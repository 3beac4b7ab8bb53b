use cosmwasm_schema::write_api;

use custody_controller::msg::{ExecuteMsg, InstantiateMsg, QueryMsg};

fn main() {
    write_api! {
        instantiate: InstantiateMsg,
        execute: ExecuteMsg,
        query: QueryMsg,
    }
}
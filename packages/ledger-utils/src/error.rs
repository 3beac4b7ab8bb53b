use cosmwasm_std::StdError;
use thiserror::Error;

#[derive(Error, Debug, PartialEq)]
pub enum ContractError {
    #[error("{0}")]
    Std(#[from] StdError),

    #[error("Unauthorized: {0}")]
    Unauthorized(#[from] UnauthorizedReason),

    #[error("Invalid trust key length: expected {expected} bytes, got {actual}")]
    InvalidTrustKeyLength { expected: usize, actual: usize },
}

#[derive(Error, Debug, PartialEq)]
pub enum UnauthorizedReason {
    #[error("Unauthorized: Not the admin")]
    NotAdmin,
}
use cosmwasm_schema::cw_serde;
use cosmwasm_std::{Addr, CosmosMsg, CustomMsg, CustomQuery, Uint128};

/// Transaction types of the asset ledger, carried as the custom variant of
/// `CosmosMsg`. The ledger settles each message atomically with the state
/// changes of the transaction that emitted it.
#[cw_serde]
pub enum LedgerMsg {
    /// Moves `amount` units of `asset_id` from the emitting account to
    /// `receiver`. When `close_to` is set, the emitter's entire remaining
    /// holding of the asset is additionally moved to that address and the
    /// holding is closed.
    AssetTransfer {
        asset_id: u64,
        amount: Uint128,
        receiver: String,
        close_to: Option<String>,
    },
}

impl LedgerMsg {
    /// Plain transfer of `amount` units to `receiver`.
    pub fn transfer(asset_id: u64, amount: Uint128, receiver: &Addr) -> Self {
        LedgerMsg::AssetTransfer {
            asset_id,
            amount,
            receiver: receiver.to_string(),
            close_to: None,
        }
    }

    /// Zero-amount self-transfer, which the ledger treats as the emitting
    /// account opting in to hold `asset_id`.
    pub fn opt_in(asset_id: u64, account: &Addr) -> Self {
        LedgerMsg::AssetTransfer {
            asset_id,
            amount: Uint128::zero(),
            receiver: account.to_string(),
            close_to: None,
        }
    }

    /// Evacuates the emitter's full remaining holding of `asset_id` to
    /// `receiver` and closes the holding.
    pub fn close_out(asset_id: u64, receiver: &Addr) -> Self {
        LedgerMsg::AssetTransfer {
            asset_id,
            amount: Uint128::zero(),
            receiver: receiver.to_string(),
            close_to: Some(receiver.to_string()),
        }
    }
}

impl From<LedgerMsg> for CosmosMsg<LedgerMsg> {
    fn from(msg: LedgerMsg) -> Self {
        CosmosMsg::Custom(msg)
    }
}

impl CustomMsg for LedgerMsg {}

/// Read-side of the ledger's asset module.
#[cw_serde]
pub enum LedgerQuery {
    AssetBalance { address: String, asset_id: u64 },
}

impl CustomQuery for LedgerQuery {}

#[cw_serde]
pub struct AssetBalanceResponse {
    pub balance: Uint128,
    pub opted_in: bool,
}
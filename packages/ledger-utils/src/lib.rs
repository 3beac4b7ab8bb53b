pub mod error;
pub mod msg;

#[cfg(feature = "testing")]
pub mod testing;

/// Trust keys are fixed-length attestation keys.
pub const TRUST_KEY_LEN: usize = 32;
pub mod contract;
pub mod helpers;
pub mod msg;
pub mod state;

──────

THE PROBLEM
Could you reproduce every line of the listing exactly?

SOLUTION TO THIS PROBLEM
repository 3beac4b7ab8bb53b
use cosmwasm_schema::write_api;

use custody_controller::msg::{ExecuteMsg, InstantiateMsg, QueryMsg};

fn main() {
    write_api! {
        instantiate: InstantiateMsg,
        execute: ExecuteMsg,
        query: QueryMsg,
    }
}
filename packages/ledger-utils/src/error.rs
repository 3beac4b7ab8bb53b
use cosmwasm_std::StdError;
use thiserror::Error;

#[derive(Error, Debug, PartialEq)]
pub enum ContractError {
    #[error("{0}")]
    Std(#[from] StdError),

    #[error("Unauthorized: {0}")]
    Unauthorized(#[from] UnauthorizedReason),

    #[error("Invalid trust key length: expected {expected} bytes, got {actual}")]
    InvalidTrustKeyLength { expected: usize, actual: usize },
}

#[derive(Error, Debug, PartialEq)]
pub enum UnauthorizedReason {
    #[error("Unauthorized: Not the admin")]
    NotAdmin,
}
use cosmwasm_schema::cw_serde;
use cosmwasm_std::{Addr, CosmosMsg, CustomMsg, CustomQuery, Uint128};

/// Transaction types of the asset ledger, carried as the custom variant of
/// `CosmosMsg`. The ledger settles each message atomically with the state
/// changes of the transaction that emitted it.
#[cw_serde]
pub enum LedgerMsg {
    /// Moves `amount` units of `asset_id` from the emitting account to
    /// `receiver`. When `close_to` is set, the emitter's entire remaining
    /// holding of the asset is additionally moved to that address and the
    /// holding is closed.
    AssetTransfer {
        asset_id: u64,
        amount: Uint128,
        receiver: String,
        close_to: Option<String>,
    },
}

impl LedgerMsg {
    /// Plain transfer of `amount` units to `receiver`.
    pub fn transfer(asset_id: u64, amount: Uint128, receiver: &Addr) -> Self {
        LedgerMsg::AssetTransfer {
            asset_id,
            amount,
            receiver: receiver.to_string(),
            close_to: None,
        }
    }

    /// Zero-amount self-transfer, which the ledger treats as the emitting
    /// account opting in to hold `asset_id`.
    pub fn opt_in(asset_id: u64, account: &Addr) -> Self {
        LedgerMsg::AssetTransfer {
            asset_id,
            amount: Uint128::zero(),
            receiver: account.to_string(),
            close_to: None,
        }
    }

    /// Evacuates the emitter's full remaining holding of `asset_id` to
    /// `receiver` and closes the holding.
    pub fn close_out(asset_id: u64, receiver: &Addr) -> Self {
        LedgerMsg::AssetTransfer {
            asset_id,
            amount: Uint128::zero(),
            receiver: receiver.to_string(),
            close_to: Some(receiver.to_string()),
        }
    }
}

impl From<LedgerMsg> for CosmosMsg<LedgerMsg> {
    fn from(msg: LedgerMsg) -> Self {
        CosmosMsg::Custom(msg)
    }
}

impl CustomMsg for LedgerMsg {}

/// Read-side of the ledger's asset module.
#[cw_serde]
pub enum LedgerQuery {
    AssetBalance { address: String, asset_id: u64 },
}

impl CustomQuery for LedgerQuery {}

#[cw_serde]
pub struct AssetBalanceResponse {
    pub balance: Uint128,
    pub opted_in: bool,
}
filename packages/ledger-utils/src/lib.rs
repository 3beac4b7ab8bb53b
pub mod error;
pub mod msg;

#[cfg(feature = "testing")]
pub mod testing;

/// Trust keys are fixed-length attestation keys.
pub const TRUST_KEY_LEN: usize = 32;
pub mod contract;
pub mod helpers;
pub mod msg;
pub mod state;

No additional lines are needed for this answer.